You Be the Judge The Leo Frank Court Case Part 3
About the Leo Frank case of murder, history of the trial. Read the facts and decide for yourself.
YOU, THE JURY
The Leo Frank Case (1913)
Your Verdict: In summing up for the defense, Rosser denounced the climate of hysteria and bigotry surrounding the trial and accused the prosecution of misrepresenting the evidence. The defense likened the Frank case in Georgia to the Dreyfus case in France, in which, due to anti-Semitism, a Jewish army officer was condemned to Devil's Island as the result of a forged document. The defense's opinion was widely shared by many eminent Americans as the trial drew nationwide attention. The prosecution, in rebuttal, rejected any comparisons between Frank and Dreyfus and emphasized the failure of the defense to shake Conley's testimony. Dorsey ended his summing-up with the intonation: "Guilty, guilty, guilty!" Judge Roan then delivered his charge to the jury, and the jurors retired to decide their verdict. Leo Frank: Guilty or Not Guilty? Now it is up to you, the reader, playing jury, to make up your own mind as to whether or not the defendant killed Mary Phagan. What is your verdict? Does it agree with the real-life verdict below?

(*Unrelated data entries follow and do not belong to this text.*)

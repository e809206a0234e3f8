//! macOS BLE advertising implementation using Core Bluetooth

use std::time::Duration;

use cocoa::base::{id, nil};
use objc::runtime::{Class, BOOL, YES};
use objc::{msg_send, sel, sel_impl};
use objc_foundation::{INSString, NSString};
use tokio::task::JoinHandle;
use tracing::{debug, info, warn};

use crate::config::AdvertiserConfig;
use crate::error::AdvertiserError;
use crate::payload::AdvertisementPayload;
use crate::protocol::manufacturer_data_bytes;
use crate::radio::{RadioReporter, RadioState};

use super::{AdvertiserEvent, AdvertiserEventSender, BleAdvertiser, NativeHandle, ReadinessGate};

// ----------------------------------------------------------------------------
// Peripheral Manager
// ----------------------------------------------------------------------------

/// Retained `CBPeripheralManager` pointer
#[derive(Clone, Copy)]
struct PeripheralManager(id);

// Core Bluetooth serializes calls on the manager's own queue
unsafe impl Send for PeripheralManager {}
unsafe impl Sync for PeripheralManager {}

impl PeripheralManager {
    fn create() -> Result<Self, AdvertiserError> {
        unsafe {
            let class = Class::get("CBPeripheralManager").ok_or_else(|| {
                AdvertiserError::AdapterUnavailable(
                    "CBPeripheralManager class not available - Core Bluetooth framework missing"
                        .into(),
                )
            })?;

            let manager: id = msg_send![class, alloc];
            let manager: id = msg_send![manager,
                initWithDelegate: nil
                queue: nil
                options: nil
            ];
            if manager == nil {
                return Err(AdvertiserError::AdapterUnavailable(
                    "Failed to create CBPeripheralManager instance".into(),
                ));
            }
            Ok(Self(manager))
        }
    }

    fn radio_state(self) -> RadioState {
        let raw: isize = unsafe { msg_send![self.0, state] };
        match raw {
            5 => RadioState::PoweredOn,
            4 => RadioState::PoweredOff,
            2 | 3 => RadioState::Unavailable, // unsupported, unauthorized
            _ => RadioState::Unknown,         // unknown, resetting
        }
    }

    fn is_advertising(self) -> bool {
        let advertising: BOOL = unsafe { msg_send![self.0, isAdvertising] };
        advertising == YES
    }

    fn start(self, payload: &AdvertisementPayload) -> Result<(), AdvertiserError> {
        unsafe {
            let class = |name: &str| {
                Class::get(name).ok_or_else(|| {
                    AdvertiserError::Rejected(format!("{} class not available", name))
                })
            };
            let nsdictionary_class = class("NSDictionary")?;
            let nsarray_class = class("NSArray")?;
            let nsdata_class = class("NSData")?;
            let cbuuid_class = class("CBUUID")?;

            let service_uuids_key = NSString::from_str("kCBAdvDataServiceUUIDs");
            let uuid_string = NSString::from_str(&payload.service_uuid().to_string());
            let service_uuid: id = msg_send![cbuuid_class, UUIDWithString: ns_id(&uuid_string)];
            let service_uuids = [service_uuid];
            let service_uuids_array: id = msg_send![nsarray_class,
                arrayWithObjects: service_uuids.as_ptr() count: 1usize
            ];

            let manufacturer_key = NSString::from_str("kCBAdvDataManufacturerData");
            let bytes = manufacturer_data_bytes();
            let manufacturer_data: id = msg_send![nsdata_class,
                dataWithBytes: bytes.as_ptr() length: bytes.len()
            ];

            let keys: [id; 2] = [ns_id(&service_uuids_key), ns_id(&manufacturer_key)];
            let values: [id; 2] = [service_uuids_array, manufacturer_data];
            let advertising_data: id = msg_send![nsdictionary_class,
                dictionaryWithObjects: values.as_ptr()
                forKeys: keys.as_ptr()
                count: 2usize
            ];

            // Core Bluetooth picks tx power and interval itself
            let _: () = msg_send![self.0, startAdvertising: advertising_data];
        }
        Ok(())
    }

    fn stop(self) {
        unsafe {
            let _: () = msg_send![self.0, stopAdvertising];
        }
    }
}

fn ns_id(string: &NSString) -> id {
    string as *const NSString as id
}

// ----------------------------------------------------------------------------
// macOS Implementation
// ----------------------------------------------------------------------------

pub struct MacOSAdvertiser {
    manager: PeripheralManager,
    events: AdvertiserEventSender,
    reporter: RadioReporter,
    current: Option<NativeHandle>,
    next_handle: u64,
    poll_interval: Duration,
    confirmation_timeout: Duration,
    confirmation: Option<JoinHandle<()>>,
    state_poller: JoinHandle<()>,
}

impl MacOSAdvertiser {
    pub fn new(
        config: &AdvertiserConfig,
        events: AdvertiserEventSender,
        reporter: RadioReporter,
    ) -> Result<Self, AdvertiserError> {
        let manager = PeripheralManager::create()?;
        let state_poller = tokio::spawn(poll_radio_state(
            manager,
            reporter.clone(),
            config.radio_poll_interval,
        ));
        info!("macOS CBPeripheralManager initialized");

        Ok(Self {
            manager,
            events,
            reporter,
            current: None,
            next_handle: 1,
            poll_interval: config.radio_poll_interval,
            confirmation_timeout: config.start_confirmation_timeout,
            confirmation: None,
            state_poller,
        })
    }
}

impl Drop for MacOSAdvertiser {
    fn drop(&mut self) {
        self.state_poller.abort();
        if let Some(task) = self.confirmation.take() {
            task.abort();
        }
        if self.current.is_some() {
            self.manager.stop();
        }
    }
}

/// Core Bluetooth only reveals power changes through the delegate; poll instead
async fn poll_radio_state(manager: PeripheralManager, reporter: RadioReporter, every: Duration) {
    let mut ticker = tokio::time::interval(every);
    loop {
        ticker.tick().await;
        reporter.report(manager.radio_state());
    }
}

/// Wait for `isAdvertising` and report the outcome as the started callback
async fn await_started(
    manager: PeripheralManager,
    handle: NativeHandle,
    events: AdvertiserEventSender,
    every: Duration,
    timeout: Duration,
) {
    let confirmed = tokio::time::timeout(timeout, async {
        while !manager.is_advertising() {
            tokio::time::sleep(every).await;
        }
    })
    .await
    .is_ok();

    let outcome = if confirmed {
        info!("macOS BLE advertising set {} is live", handle);
        Ok(())
    } else {
        Err(format!("not advertising after {:?}", timeout))
    };
    if events.send(AdvertiserEvent::Started { handle, outcome }).is_err() {
        debug!("Advertising confirmation dropped, controller is gone");
    }
}

#[async_trait::async_trait]
impl BleAdvertiser for MacOSAdvertiser {
    fn readiness_gate(&self) -> ReadinessGate {
        ReadinessGate::AwaitPoweredOn
    }

    async fn probe_radio(&mut self) -> RadioState {
        let state = self.manager.radio_state();
        self.reporter.report(state);
        state
    }

    async fn start_advertising(
        &mut self,
        payload: &AdvertisementPayload,
    ) -> Result<NativeHandle, AdvertiserError> {
        if let Some(previous) = self.current.take() {
            warn!("Replacing macOS advertising set {}", previous);
            self.manager.stop();
        }
        if let Some(task) = self.confirmation.take() {
            task.abort();
        }

        self.manager.start(payload)?;
        let handle = NativeHandle::new(self.next_handle);
        self.next_handle += 1;
        self.current = Some(handle);
        info!(
            "Requested macOS BLE advertising set {} for {}",
            handle,
            payload.service_uuid()
        );

        self.confirmation = Some(tokio::spawn(await_started(
            self.manager,
            handle,
            self.events.clone(),
            self.poll_interval,
            self.confirmation_timeout,
        )));
        Ok(handle)
    }

    async fn stop_advertising(&mut self, handle: NativeHandle) -> Result<(), AdvertiserError> {
        if self.current != Some(handle) {
            return Err(AdvertiserError::UnknownHandle(handle.as_u64()));
        }
        if let Some(task) = self.confirmation.take() {
            task.abort();
        }
        self.manager.stop();
        self.current = None;
        info!("Stopped macOS BLE advertising set {}", handle);
        Ok(())
    }
}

The Real-Life Verdict: After deliberating for less than four hours, the jury returned. The foreman rose to his feet and, being asked by the judge for the verdict, replied: "Guilty!" Roan polled the jurors individually. Each answered as had the foreman: "Guilty!" The following day Roan sentenced Frank to be executed for murder. The defendant's lawyers, stigmatizing the proceedings as "a farce," appealed all the way to the Supreme Court. Every appeal failed, but Georgia's Gov. John M. Slaton commuted Frank's sentence to life imprisonment. The governor acted primarily because he learned that the lawyer for Jim Conley (who served a year on a Georgia chain gang as an accessory after the fact in the Phagan murder) considered Conley guilty. Frank was sent to the prison farm at Milledgeville, Ga., where he wrote letters to his partisans proclaiming his faith that one day he would be vindicated and released. That day never came. On Aug. 16, 1915, a lynch mob broke into the prison farm, overpowered the warden and his staff, and kidnapped Leo Frank. They drove him into the Georgia woods, produced a rope, and called on him to confess his guilt. Instead, he maintained his innocence so strenuously that two members of the lynch mob wanted him to be returned to the prison farm. The rest refused. They summarily hanged their captive from the branch of an oak tree, a crime for which no one was ever punished.